If the data has no natural business key, you can add an additional field for a "business identifier". This should be optimized for the processes it is used for. Telephone keypad entry means numeric only. Over the phone/verbal means avoid similar sounding symbols (B/D, M/N, etc). You can even autogenerate some easily memorable phrase ("green jelly").

The effect of this is that the business can later change how they want to refer to records, and the only data schema change is either adding a new column for that style of id or transform the ids already there.
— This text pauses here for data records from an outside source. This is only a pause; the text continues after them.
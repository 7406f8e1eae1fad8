//! Versioned catalog definitions and inheritance resolution.

use std::collections::{BTreeMap, HashSet};

use limitless_sql_core::NodeKind;
use serde::Deserialize;

use super::Check;
use crate::error::{CatalogError, Result};
use crate::rule::{Rule, Severity};

/// The on-disk catalog format.
#[derive(Debug, Clone, Deserialize)]
#[serde(deny_unknown_fields)]
pub struct CatalogDefinition {
    /// Version loaded when none is requested.
    pub default_version: String,
    /// Rule sets by engine version.
    pub versions: BTreeMap<String, VersionDefinition>,
}

/// The rules introduced by one engine version.
#[derive(Debug, Clone, Default, Deserialize)]
#[serde(deny_unknown_fields)]
pub struct VersionDefinition {
    /// Version whose effective rules this one starts from.
    #[serde(default)]
    pub inherit_from: Option<String>,
    /// Rules added or overridden by this version.
    #[serde(default)]
    pub rules: Vec<RuleDefinition>,
    /// Inherited rules dropped by this version.
    #[serde(default)]
    pub disable: Vec<String>,
}

/// One rule as written in a catalog definition.
#[derive(Debug, Clone, Deserialize)]
#[serde(deny_unknown_fields)]
pub struct RuleDefinition {
    pub id: String,
    pub target: NodeKind,
    #[serde(default)]
    pub when: Check,
    pub severity: Severity,
    pub message: String,
    /// Replaces an inherited rule with the same id.
    #[serde(default, rename = "override")]
    pub replaces: bool,
}

impl From<RuleDefinition> for Rule {
    fn from(definition: RuleDefinition) -> Self {
        Self {
            id: definition.id,
            target: definition.target,
            check: definition.when,
            severity: definition.severity,
            message: definition.message,
        }
    }
}

impl CatalogDefinition {
    /// Parses a definition from JSON text.
    ///
    /// # Errors
    ///
    /// Returns `CatalogError::Json` if the text is malformed.
    pub fn from_json(text: &str) -> Result<Self> {
        Ok(serde_json::from_str(text)?)
    }

    /// Returns the inheritance chain of `version`, root first.
    ///
    /// # Errors
    ///
    /// Returns an error if a version in the chain is undefined or the chain
    /// is circular.
    pub fn chain(&self, version: &str) -> Result<Vec<&str>> {
        let Some((mut current, mut definition)) = self.versions.get_key_value(version) else {
            return Err(CatalogError::UnknownVersion(version.to_string()));
        };
        let mut chain: Vec<&str> = Vec::new();
        let mut seen = HashSet::new();
        loop {
            if !seen.insert(current.as_str()) {
                let mut cycle: Vec<String> = chain.iter().map(|v| (*v).to_string()).collect();
                cycle.push(current.clone());
                return Err(CatalogError::InheritanceCycle(cycle));
            }
            chain.push(current);
            let Some(parent) = definition.inherit_from.as_deref() else {
                break;
            };
            let Some((key, next)) = self.versions.get_key_value(parent) else {
                return Err(CatalogError::UnknownParent {
                    version: current.clone(),
                    parent: parent.to_string(),
                });
            };
            current = key;
            definition = next;
        }
        chain.reverse();
        Ok(chain)
    }

    /// Resolves the effective rule list of `version`: its ancestors' rules,
    /// root first, then its own, with overrides applied in place and
    /// disabled rules removed.
    ///
    /// # Errors
    ///
    /// Returns an error if the chain is invalid or any rule conflicts.
    pub fn resolve(&self, version: &str) -> Result<Vec<Rule>> {
        let mut rules: Vec<Rule> = Vec::new();
        for name in self.chain(version)? {
            let definition = &self.versions[name];
            let mut declared = HashSet::new();
            for rule in &definition.rules {
                validate(rule)?;
                if !declared.insert(rule.id.as_str()) {
                    return Err(CatalogError::DuplicateRule {
                        id: rule.id.clone(),
                        version: name.to_string(),
                    });
                }
                let existing = rules.iter().position(|r| r.id == rule.id);
                match (existing, rule.replaces) {
                    (Some(index), true) => rules[index] = rule.clone().into(),
                    (None, false) => rules.push(rule.clone().into()),
                    (Some(_), false) => {
                        return Err(CatalogError::DuplicateRule {
                            id: rule.id.clone(),
                            version: name.to_string(),
                        })
                    }
                    (None, true) => {
                        return Err(CatalogError::UnknownOverride {
                            id: rule.id.clone(),
                            version: name.to_string(),
                        })
                    }
                }
            }
            for id in &definition.disable {
                let Some(index) = rules.iter().position(|r| &r.id == id) else {
                    return Err(CatalogError::UnknownDisabled {
                        id: id.clone(),
                        version: name.to_string(),
                    });
                };
                rules.remove(index);
            }
        }
        Ok(rules)
    }
}

fn validate(rule: &RuleDefinition) -> Result<()> {
    let reason = if rule.id.trim().is_empty() {
        "identifier is empty"
    } else if rule.message.trim().is_empty() {
        "message is empty"
    } else if rule.target == NodeKind::Unparsed {
        "unparsed regions are reported by the engine itself"
    } else {
        return Ok(());
    };
    Err(CatalogError::InvalidRule {
        id: rule.id.clone(),
        reason: reason.to_string(),
    })
}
The change doesn't propagate through the entire database, and you still have one id (the surrogate) that is valid over time.

In short, I would avoid exposing surrogate keys to users. As the comments point out, surrogate keys should almost never change. Conversely, businesses want to change everything. If the surrogate key is exposed, it is just a matter of time before the business wants to change it.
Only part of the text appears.